Il primo banco di prova della Sozialpartnerschaft trentina è invece la legge provinciale n. 19 del 1983, la “Legge provinciale sul lavoro”. Il provvedimento viene varato in un contesto storico singolare. Tra la fine degli anni settanta e l’inizio degli ottanta, il Trentino vive una drammatica crisi industriale, che spinge istituzioni e parti sociali dell’epoca a muoversi su un terreno fino a quel momento inedito per contenerne quanto più possibile gli effetti negativi sul piano occupazionale e sociale. Con la “Legge provinciale sul lavoro” si stabilisce nei fatti un metodo concertativo che responsabilizza tutti gli attori del territorio, dagli assessori competenti ai sindacati, dalle associazioni datoriali alle realtà del sociale, nell’individuazione e definizione di strumenti di politica attiva del lavoro per sostenere le persone licenziate, in parallelo con l’esperienza del “Progettone”, finalizzata a favorire la rioccupazione dei disoccupati “anziani” in cooperative impegnate nella cura dell’ambiente e del verde pubblico.
Negli oltre trent’anni che ci separano da quella prima esperienza di Sozialpartnerschaft, la concertazione trentina si è evoluta. Si è sviluppata nel processo di formazione delle decisioni pubbliche, come sperimentato con i patti territoriali, attraverso il coinvolgimento dei sindacati nella sottoscrizione di accordi organizzativi e occupazionali, del tipo di quelli che prevedono per le imprese contributi pubblici per la ricerca, con i protocolli tra istituzioni e parti sociali su sviluppo e coesione sociale, come quello sulla produttività del dicembre 2012 (sottoscritto unitariamente), con il Patto per lo sviluppo economico e il lavoro dell’aprile 2014, firmato in netta controtendenza rispetto all’abbandono delle intese concertative a livello nazionale.
Ma la via trentina alla concertazione è maturata anche grazie ad altri due importanti passaggi, la definizione del progetto di previdenza complementare su base regionale e la sottoscrizione dell’accordo di Milano del novembre 2009, che ridefinisce per Trento risorse e competenze dell’autonomia speciale, in particolare sul piano della formazione e degli ammortizzatori sociali. Da qui in avanti, la Sozialpartnerschaft trentina trova uno spazio ulteriore nella creazione di un welfare integrativo su base locale.

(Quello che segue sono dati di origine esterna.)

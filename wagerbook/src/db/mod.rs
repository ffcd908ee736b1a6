//! Database module providing PostgreSQL connection pooling and utilities.
//!
//! This module manages the database connection pool using sqlx and owns the
//! schema bootstrap for the wallet, bet, and ledger tables.

use sqlx::postgres::{PgPool, PgPoolOptions};
use std::time::Duration;

pub mod config;
pub mod schema;

pub use config::DatabaseConfig;

/// Database connection pool wrapper
#[derive(Clone)]
pub struct Database {
    pool: PgPool,
}

impl Database {
    /// Create a new database connection pool
    ///
    /// # Arguments
    ///
    /// * `config` - Database configuration
    ///
    /// # Returns
    ///
    /// * `Result<Database, sqlx::Error>` - Database instance or error
    ///
    /// # Examples
    ///
    /// ```no_run
    /// use wagerbook::db::{Database, DatabaseConfig};
    ///
    /// #[tokio::main]
    /// async fn main() -> Result<(), sqlx::Error> {
    ///     let config = DatabaseConfig::from_env();
    ///     let db = Database::new(&config).await?;
    ///     Ok(())
    /// }
    /// ```
    pub async fn new(config: &DatabaseConfig) -> Result<Self, sqlx::Error> {
        let pool = PgPoolOptions::new()
            .max_connections(config.max_connections)
            .min_connections(config.min_connections)
            .acquire_timeout(Duration::from_secs(config.connection_timeout_secs))
            .idle_timeout(Duration::from_secs(config.idle_timeout_secs))
            .max_lifetime(Duration::from_secs(config.max_lifetime_secs))
            .connect(&config.database_url)
            .await?;

        Ok(Self { pool })
    }

    /// Get a reference to the connection pool
    pub fn pool(&self) -> &PgPool {
        &self.pool
    }

    /// Check if the database connection is healthy
    pub async fn health_check(&self) -> Result<(), sqlx::Error> {
        sqlx::query("SELECT 1").execute(&self.pool).await?;
        Ok(())
    }

    /// Close the database connection pool
    pub async fn close(self) {
        self.pool.close().await;
    }
}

Per la previdenza complementare regionale l’anno “zero” è il 1998, quando le parti sociali creano il fondo negoziale Laborfonds, che con 115 mila iscritti e oltre 2 miliardi di euro di patrimonio è attualmente il quarto fondo pensione chiuso in Italia. Sul piano degli ammortizzatori sociali, l’attuazione della delega alla Provincia del 2009 si fonda su alcuni perni che hanno riformato la legge 19 del 1983: il reddito di attivazione, operativo a partire dall’autunno del 2014, che allunga in termini di tempo le prestazioni nazionali per i disoccupati, a fronte di un’attuazione rigorosa del principio di condizionalità; il reddito di qualificazione per i giovani lavoratori che intendono completare il percorso di studi; il reddito di continuità, che una volta operativo concorrerà al sostegno dei lavoratori sospesi mediante “l’integrazione del reddito per il mantenimento dell’occupazione e il miglioramento della professionalità”. Completa il sistema di protezione sociale il reddito di garanzia, un’erogazione monetaria a favore dei nuclei familiari in difficoltà economica.

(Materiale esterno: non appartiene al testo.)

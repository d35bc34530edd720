//! # Presentation Adapter
//!
//! The seam between the session and whatever renders the map, card grid and
//! itinerary list. The session calls these hooks after each mutation with
//! fresh, fully derived data; adapters never reach into session state.
//!
//! Adapters that poll instead of listening can take a [`ViewSnapshot`].

use serde::{Deserialize, Serialize};

use crate::catalog::CardFilter;
use crate::error::GeolocationError;
use crate::route::{NearbySpot, RankedSpot, RoutePath};
use crate::SpotId;

/// Receives view updates from a [`crate::TravelSession`].
///
/// Every hook defaults to doing nothing, so an adapter only implements the
/// views it actually draws.
pub trait PresentationAdapter {
    /// A spot was saved or unsaved. `saved_count` feeds the navbar badge.
    fn membership_changed(&mut self, _id: SpotId, _saved: bool, _saved_count: usize) {}

    /// The itinerary order changed (save, unsave or reorder).
    fn order_changed(&mut self, _order: &[SpotId]) {}

    /// The route through the itinerary was recomputed. May be empty.
    fn route_changed(&mut self, _route: &RoutePath) {}

    /// The nearby list for the focused spot was recomputed.
    fn nearby_changed(&mut self, _focus: SpotId, _nearby: &[NearbySpot]) {}

    /// The focus was cleared (modal closed).
    fn focus_cleared(&mut self) {}

    /// The catalog was re-ranked by distance from the user.
    fn ranking_changed(&mut self, _ranked: &[RankedSpot]) {}

    /// A locate request failed; show a notification.
    fn locate_failed(&mut self, _error: GeolocationError) {}

    /// The card filter or the saved set changed what the grid shows.
    fn filter_changed(&mut self, _filter: &CardFilter, _visible: &[SpotId]) {}
}

/// Adapter that ignores every update.
#[derive(Debug, Default, Clone, Copy)]
pub struct NullAdapter;

impl PresentationAdapter for NullAdapter {}

/// Everything a view needs, in one serializable value.
#[derive(Debug, Clone, PartialEq, Serialize, Deserialize)]
#[serde(rename_all = "camelCase")]
pub struct ViewSnapshot {
    pub saved_count: usize,
    pub order: Vec<SpotId>,
    pub route: RoutePath,
    pub route_km: f64,
    pub focus: Option<SpotId>,
    pub nearby: Vec<NearbySpot>,
    pub ranking: Option<Vec<RankedSpot>>,
    pub filter: CardFilter,
    pub visible: Vec<SpotId>,
}

impl ViewSnapshot {
    /// Serialize for a JS/webview consumer.
    pub fn to_json(&self) -> String {
        serde_json::to_string(self).unwrap_or_else(|_| "{}".to_string())
    }
}
//! Unified error handling for the spot-itinerary library.
//!
//! Itinerary and membership mutations never fail: references to unknown or
//! unsaved spots are no-ops. Errors only arise when building a catalog and
//! when a geolocation request does not produce a position.

use thiserror::Error;

use crate::SpotId;

/// Error type for catalog construction and other fallible operations.
#[derive(Debug, Error)]
pub enum SpotError {
    /// Two catalog records share an id
    #[error("Spot id {id} appears more than once in the catalog")]
    DuplicateSpot { id: SpotId },

    /// A catalog record has coordinates outside the valid lat/lng range
    #[error("Spot {id} has invalid coordinates ({lat}, {lng})")]
    InvalidCoordinates { id: SpotId, lat: f64, lng: f64 },

    /// The catalog JSON could not be parsed
    #[error("Failed to parse spot catalog: {0}")]
    CatalogParse(#[from] serde_json::Error),

    /// A geolocation request failed
    #[error(transparent)]
    Geolocation(#[from] GeolocationError),
}

/// Failure modes of a "locate me" request.
///
/// None of these affect itinerary state, and none are retried automatically.
#[derive(Debug, Clone, Copy, PartialEq, Eq, Error)]
pub enum GeolocationError {
    /// The platform has no position source
    #[error("Geolocation is not available")]
    Unavailable,
    /// The user refused the location permission
    #[error("Location permission denied")]
    Denied,
    /// No position arrived within the configured timeout
    #[error("Location request timed out")]
    Timeout,
}

/// Result type alias for spot-itinerary operations.
pub type Result<T> = std::result::Result<T, SpotError>;
//! # Travel Session
//!
//! All per-visit state in one owned object: the catalog, the saved itinerary,
//! the focused spot, the card filter and the last "locate me" result.
//!
//! The presentation layer owns the session and drives it with [`UserEvent`]s
//! and the locate begin/complete pair. Each call runs to completion and
//! pushes freshly derived views to the supplied [`PresentationAdapter`].

use log::{debug, info};
use serde::{Deserialize, Serialize};

use crate::catalog::{CardFilter, SpotCatalog};
use crate::error::GeolocationError;
use crate::geolocation::{GeolocationConfig, Geolocator, LocateRequest, LocateResolution};
use crate::itinerary::{Direction, Itinerary};
use crate::presentation::{PresentationAdapter, ViewSnapshot};
use crate::route::{
    build_path, nearby_with_config, sort_by_distance_from, NearbyConfig, NearbySpot, RankedSpot,
    RoutePath,
};
use crate::{GeoPoint, Spot, SpotId};

/// Session-wide configuration.
#[derive(Debug, Clone, Default, PartialEq, Serialize, Deserialize)]
#[serde(rename_all = "camelCase", default)]
pub struct SessionConfig {
    pub nearby: NearbyConfig,
    pub geolocation: GeolocationConfig,
}

/// A user action forwarded by the presentation layer.
#[derive(Debug, Clone, PartialEq, Serialize, Deserialize)]
#[serde(rename_all = "camelCase", tag = "type")]
pub enum UserEvent {
    /// Save button on a card or popup
    ToggleSave { id: SpotId },
    /// Up/down arrows in the itinerary list
    MoveAdjacent { id: SpotId, direction: Direction },
    /// Completed drag gesture: `id` dropped onto `target`
    MoveTo { id: SpotId, target: SpotId },
    /// Detail modal opened for a spot
    Focus { id: SpotId },
    /// Detail modal closed
    ClearFocus,
    /// Filter button in the card grid
    SetFilter { filter: CardFilter },
}

/// State for one browsing session.
#[derive(Debug)]
pub struct TravelSession {
    catalog: SpotCatalog,
    itinerary: Itinerary,
    config: SessionConfig,
    focus: Option<SpotId>,
    filter: CardFilter,
    geolocator: Geolocator,
    ranking: Option<Vec<RankedSpot>>,
}

impl TravelSession {
    /// Start a session over a loaded catalog with default configuration.
    pub fn new(catalog: SpotCatalog) -> Self {
        Self::with_config(catalog, SessionConfig::default())
    }

    pub fn with_config(catalog: SpotCatalog, config: SessionConfig) -> Self {
        info!("[session] Started with {} spots", catalog.len());
        Self {
            catalog,
            itinerary: Itinerary::new(),
            geolocator: Geolocator::new(config.geolocation.clone()),
            config,
            focus: None,
            filter: CardFilter::All,
            ranking: None,
        }
    }

    // ========================================================================
    // Event Handling
    // ========================================================================

    /// Apply a user event. Returns `true` if any state changed.
    pub fn handle<A>(&mut self, event: UserEvent, adapter: &mut A) -> bool
    where
        A: PresentationAdapter + ?Sized,
    {
        debug!("[session] {:?}", event);
        match event {
            UserEvent::ToggleSave { id } => self.toggle_save(id, adapter),
            UserEvent::MoveAdjacent { id, direction } => {
                self.move_adjacent(id, direction, adapter)
            }
            UserEvent::MoveTo { id, target } => self.move_to(id, target, adapter),
            UserEvent::Focus { id } => self.focus_on(id, adapter),
            UserEvent::ClearFocus => self.clear_focus(adapter),
            UserEvent::SetFilter { filter } => self.set_filter(filter, adapter),
        }
    }

    /// Save or unsave a catalog spot. Unknown ids are ignored.
    pub fn toggle_save<A>(&mut self, id: SpotId, adapter: &mut A) -> bool
    where
        A: PresentationAdapter + ?Sized,
    {
        if !self.catalog.contains(id) {
            debug!("[session] Ignoring save of unknown spot {}", id);
            return false;
        }
        let saved = self.itinerary.toggle(id);
        adapter.membership_changed(id, saved, self.itinerary.len());
        self.publish_itinerary(adapter);
        if self.filter == CardFilter::Saved {
            self.publish_filter(adapter);
        }
        true
    }

    pub fn move_adjacent<A>(&mut self, id: SpotId, direction: Direction, adapter: &mut A) -> bool
    where
        A: PresentationAdapter + ?Sized,
    {
        let moved = self.itinerary.move_adjacent(id, direction);
        if moved {
            self.publish_itinerary(adapter);
        }
        moved
    }

    pub fn move_to<A>(&mut self, id: SpotId, target: SpotId, adapter: &mut A) -> bool
    where
        A: PresentationAdapter + ?Sized,
    {
        let moved = self.itinerary.move_to(id, target);
        if moved {
            self.publish_itinerary(adapter);
        }
        moved
    }

    /// Focus a spot and push its nearby list. Unknown ids are ignored.
    pub fn focus_on<A>(&mut self, id: SpotId, adapter: &mut A) -> bool
    where
        A: PresentationAdapter + ?Sized,
    {
        if !self.catalog.contains(id) {
            debug!("[session] Ignoring focus on unknown spot {}", id);
            return false;
        }
        self.focus = Some(id);
        let nearby = nearby_with_config(id, &self.catalog, &self.config.nearby);
        adapter.nearby_changed(id, &nearby);
        true
    }

    pub fn clear_focus<A>(&mut self, adapter: &mut A) -> bool
    where
        A: PresentationAdapter + ?Sized,
    {
        if self.focus.take().is_none() {
            return false;
        }
        adapter.focus_cleared();
        true
    }

    pub fn set_filter<A>(&mut self, filter: CardFilter, adapter: &mut A) -> bool
    where
        A: PresentationAdapter + ?Sized,
    {
        if self.filter == filter {
            return false;
        }
        self.filter = filter;
        self.publish_filter(adapter);
        true
    }

    // ========================================================================
    // Locate Me
    // ========================================================================

    /// Issue a position request. Hand the returned ticket back to
    /// [`TravelSession::complete_locate`] when the platform answers.
    pub fn begin_locate(&mut self) -> LocateRequest {
        self.geolocator.begin()
    }

    /// Accept a position answer and re-rank the catalog on success.
    ///
    /// Stale answers are dropped silently. Failures are reported to the
    /// adapter and leave the itinerary and previous ranking untouched.
    pub fn complete_locate<A>(
        &mut self,
        request: &LocateRequest,
        result: std::result::Result<GeoPoint, GeolocationError>,
        adapter: &mut A,
    ) -> LocateResolution
    where
        A: PresentationAdapter + ?Sized,
    {
        let resolution = self.geolocator.resolve(request, result);
        self.apply_resolution(resolution, adapter);
        resolution
    }

    /// [`TravelSession::complete_locate`] with an explicit arrival time.
    pub fn complete_locate_at<A>(
        &mut self,
        request: &LocateRequest,
        result: std::result::Result<GeoPoint, GeolocationError>,
        now: std::time::Instant,
        adapter: &mut A,
    ) -> LocateResolution
    where
        A: PresentationAdapter + ?Sized,
    {
        let resolution = self.geolocator.resolve_at(request, result, now);
        self.apply_resolution(resolution, adapter);
        resolution
    }

    fn apply_resolution<A>(&mut self, resolution: LocateResolution, adapter: &mut A)
    where
        A: PresentationAdapter + ?Sized,
    {
        match resolution {
            LocateResolution::Located(point) => {
                let ranked = sort_by_distance_from(point.lat, point.lng, &self.catalog);
                adapter.ranking_changed(&ranked);
                self.ranking = Some(ranked);
            }
            LocateResolution::Failed(err) => adapter.locate_failed(err),
            LocateResolution::Stale => {}
        }
    }

    // ========================================================================
    // Derived Views
    // ========================================================================

    pub fn catalog(&self) -> &SpotCatalog {
        &self.catalog
    }

    pub fn itinerary(&self) -> &Itinerary {
        &self.itinerary
    }

    pub fn config(&self) -> &SessionConfig {
        &self.config
    }

    /// Current visiting order.
    pub fn order(&self) -> &[SpotId] {
        self.itinerary.order()
    }

    pub fn is_saved(&self, id: SpotId) -> bool {
        self.itinerary.contains(id)
    }

    pub fn saved_count(&self) -> usize {
        self.itinerary.len()
    }

    /// Route through the saved spots, recomputed on each call.
    pub fn route(&self) -> RoutePath {
        build_path(self.itinerary.order(), &self.catalog)
    }

    pub fn focus(&self) -> Option<SpotId> {
        self.focus
    }

    /// Nearby list for the focused spot, empty without a focus.
    pub fn nearby(&self) -> Vec<NearbySpot> {
        self.focus
            .map(|id| nearby_with_config(id, &self.catalog, &self.config.nearby))
            .unwrap_or_default()
    }

    pub fn filter(&self) -> &CardFilter {
        &self.filter
    }

    /// Spots the card grid shows under the current filter.
    pub fn visible_spots(&self) -> Vec<&Spot> {
        self.catalog.visible_spots(&self.filter, self.itinerary.saved())
    }

    /// Distance ranking from the last successful locate, if any.
    pub fn ranking(&self) -> Option<&[RankedSpot]> {
        self.ranking.as_deref()
    }

    pub fn position(&self) -> Option<GeoPoint> {
        self.geolocator.position()
    }

    pub fn snapshot(&self) -> ViewSnapshot {
        let route = self.route();
        ViewSnapshot {
            saved_count: self.saved_count(),
            order: self.order().to_vec(),
            route_km: route.total_km(),
            route,
            focus: self.focus,
            nearby: self.nearby(),
            ranking: self.ranking.clone(),
            filter: self.filter.clone(),
            visible: self.visible_ids(),
        }
    }

    fn visible_ids(&self) -> Vec<SpotId> {
        self.visible_spots().iter().map(|s| s.id).collect()
    }

    fn publish_itinerary<A>(&self, adapter: &mut A)
    where
        A: PresentationAdapter + ?Sized,
    {
        adapter.order_changed(self.itinerary.order());
        adapter.route_changed(&self.route());
    }

    fn publish_filter<A>(&self, adapter: &mut A)
    where
        A: PresentationAdapter + ?Sized,
    {
        adapter.filter_changed(&self.filter, &self.visible_ids());
    }
}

Insomma, in Trentino la concertazione ha basi solide. Il rapido evolversi degli scenari economici e sociali, la contrazione delle risorse a disposizione dell’autonomia locale, le difficoltà nella crescita economica richiedono un’ulteriore evoluzione, per non vanificare nel tempo la positività di questa esperienza. Sempre più nei prossimi anni la Sozialpartnerschaft trentina dovrà occuparsi dello sviluppo economico e produttivo del territorio, senza peraltro trascurare le dinamiche di coesione sociale. Le misure che stanno prendendo avvio si muovono su tre linee direttrici: sul fronte del welfare contrattuale integrativo, con l’avvio del fondo sanitario integrativo territoriale Sanifonds e con la gestione di un “fondo di solidarietà territoriale” a compimento della delega in materia di ammortizzatori sociali; sul fronte della contrattazione collettiva, con l’investimento da parte della Provincia a favore delle parti sociali, sia nella formazione degli operatori sindacali con la scuola di formazione unitaria LaReS, sia con la promozione della contrattazione decentrata, da sviluppare e consolidare in chiave partecipativa.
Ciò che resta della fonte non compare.